In the presence of low-grade cytopenia (decrease in cell count) and depending on age and comorbidities (concomitant diseases), it is sufficient to initially observe or wait (“watch and wait”) in these patients. Usually, a proven anemia is the trigger for starting therapy.

• Supportive therapy
  • Transfusions (erythrocytes, platelets) symptom-oriented – see “Further therapy”
  • For infections: early administration of broad-spectrum antibiotics (prophylactic administration is not recommended).
  • Cave: do not give steroids and preferably no non-steroidal anti-inflammatory drugs (NSAIDs)!
• Use of growth factors – erythropoietin therapy (EPO therapy).
  • To correct the misdirected hematopoiesis (blood formation).
  • Indications:
    • 5q anomaly (del(5q)) and/or.
    • SEPO < 500 mU/mL and/or
    • < 2 ECs (red blood cell concentrates) per month.
  • Use of: rHuEpo (recombinant human erythropoietin) (40-60,000 U/wk. s. c.) or darbepoetin (500 µg every 2-3 weeks).
  • In neutropenic febrile episodes (febrile episodes associated with a decrease in neutrophil granulocytes/belong to the white blood cell group in the blood): Granulocyte colony-stimulating factors (G-CSF).
  • In thrombocytopenia (reduction in the number of platelets / platelets): thrombopoietin receptor agonists romiplostim and eltrombopag.
• Immunomodulatory therapy
  • Indications:
    • MDS patients in the “low” or “intermediate” risk group and 5q abnormality (del(5q)); and
    • SEPO ≥ 500 mU/mL and
    • < 2 ECs (red blood cell concentrates) per month.
  • Use of: Lenalidomide (Red Hand Letter: new important note on reactivation of viral infections).
  • The frequency of required transfusions may be reduced. It may also be that no further transfusions are needed.
  • Other therapeutic measures have been found to be insufficiently effective or inappropriate for these patients.
• Immunosuppressive therapy
  • Indications:
    • Age < 60 years
    • Blasts in bone marrow <5
    • Normal cytogenetics
    • Transfusion-dependent
  • Use of: Antithymocyte globulin (ATG) or CsA.

Therapy of high-risk myelodysplastic syndrome.

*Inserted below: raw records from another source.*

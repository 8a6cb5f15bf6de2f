//! CLI command execution helpers
//!
//! Thin wrapper around the `statwatch` binary: each command runs with an
//! isolated config file so the user's real configuration is never touched.

use anyhow::{Context, Result};
use std::path::{Path, PathBuf};
use std::process::{Child, Command, Stdio};

/// Path to the built `statwatch` binary
pub fn statwatch_binary() -> PathBuf {
    PathBuf::from(env!("CARGO_BIN_EXE_statwatch"))
}

/// CLI command builder
pub struct SwCommand {
    working_dir: PathBuf,
    config_file: PathBuf,
    args: Vec<String>,
}

impl SwCommand {
    /// Create a command running in `working_dir` with its config file there
    pub fn new(working_dir: impl AsRef<Path>) -> Self {
        let working_dir = working_dir.as_ref().to_path_buf();
        Self {
            config_file: working_dir.join("statwatch.toml"),
            working_dir,
            args: Vec::new(),
        }
    }

    /// Add command arguments
    pub fn args(&mut self, args: &[&str]) -> &mut Self {
        self.args.extend(args.iter().map(|s| s.to_string()));
        self
    }

    pub fn config_file(&self) -> &Path {
        &self.config_file
    }

    fn command(&self) -> Command {
        let mut command = Command::new(statwatch_binary());
        command
            .arg("--config")
            .arg(&self.config_file)
            .args(&self.args)
            .current_dir(&self.working_dir)
            .env_remove("RUST_LOG");
        command
    }

    /// Execute command and collect its output
    pub fn execute(&self) -> Result<CommandResult> {
        let output = self
            .command()
            .output()
            .context("Failed to execute command")?;

        Ok(CommandResult {
            stdout: String::from_utf8_lossy(&output.stdout).to_string(),
            stderr: String::from_utf8_lossy(&output.stderr).to_string(),
            exit_code: output.status.code().unwrap_or(-1),
        })
    }

    /// Start the command with piped stdout, without waiting for it
    pub fn spawn(&self) -> Result<Child> {
        self.command()
            .stdout(Stdio::piped())
            .stderr(Stdio::null())
            .spawn()
            .context("Failed to spawn command")
    }

    /// Execute and assert success
    pub fn assert_success(&self) -> Result<CommandResult> {
        let result = self.execute()?;

        if !result.success() {
            anyhow::bail!(
                "Command failed (exit code: {}):\nArgs: {:?}\nStdout: {}\nStderr: {}",
                result.exit_code,
                self.args,
                result.stdout,
                result.stderr
            );
        }

        Ok(result)
    }

    /// Execute and expect failure
    pub fn assert_failure(&self) -> Result<CommandResult> {
        let result = self.execute()?;

        if result.success() {
            anyhow::bail!(
                "Command should have failed but succeeded:\nArgs: {:?}\nStdout: {}",
                self.args,
                result.stdout
            );
        }

        Ok(result)
    }
}

/// Command execution result
#[derive(Debug, Clone)]
pub struct CommandResult {
    pub stdout: String,
    pub stderr: String,
    pub exit_code: i32,
}

impl CommandResult {
    /// Check if command succeeded
    pub fn success(&self) -> bool {
        self.exit_code == 0
    }

    /// Check if stdout contains text
    pub fn contains_stdout(&self, text: &str) -> bool {
        self.stdout.contains(text)
    }

    /// Check if stderr contains text
    pub fn contains_stderr(&self, text: &str) -> bool {
        self.stderr.contains(text)
    }
}
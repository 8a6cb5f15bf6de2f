//! Error types for watch operations.

use std::io;
use std::path::PathBuf;
use thiserror::Error;

/// Errors from watch operations.
#[derive(Error, Debug)]
pub enum WatchError {
    /// Initial stat of a path failed while building its entry.
    #[error("Path unavailable {path}: {source}")]
    PathUnavailable {
        path: PathBuf,
        #[source]
        source: io::Error,
    },

    /// Re-stat of an attached path failed during a check.
    #[error("Failed to stat {path}: {source}")]
    Stat {
        path: PathBuf,
        #[source]
        source: io::Error,
    },

    /// An entry reported a change but nothing is listening any more.
    #[error("No observer bound for change on {path}")]
    ObserverDetached { path: PathBuf },

    #[error("Watch set is not listening")]
    NotListening,

    #[error("Watch set is already listening")]
    AlreadyListening,

    #[error("Invalid configuration: {reason}")]
    InvalidConfig { reason: String },
}

impl WatchError {
    /// Whether the run loop must stop on this error
    pub fn is_fatal(&self) -> bool {
        !matches!(self, WatchError::Stat { .. })
    }
}

/// Result type for watch operations
pub type Result<T> = std::result::Result<T, WatchError>;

• Chemotherapy – if no suitable stem cell donor available.
  • To reduce the excess of blasts (young, not yet finally differentiated cells).
  • Indications:
    • Patients who are not eligible for stem cell transplantation (at intermediate risk II or high risk).
    • As a bridge to allogeneic stem cell transplantation.
  • Use of: 5-azacitidine (Dosing Instructions: As long as 5-azacitidine is effective and no serious toxicity (toxicity) occurs).
  • Significant prolongation of the overall survival rate!
• Intensive polychemotherapy (AML induction protocols) – not an established treatment option for high-risk MDS patients!
  • Indication:
    • High-risk patients <70 years of age without comorbidities (concomitant diseases), taking into account the risk-benefit ratio.
  • Approximately 60% full remissions

Other active ingredients

• Luspatercept (mode of action: Ligand trap: attracts and traps hormones that suppress erythropoiesis (process of formation and development of erythrocytes/red blood cells)): a Phase III study demonstrated that approximately 38% of participants taking luspatercept did not require a blood transfusion for at least 8 weeks (placebo group: 13%); 28% of patients taking the drug were even transfusion-free for more than 12 weeks (placebo group: 8%).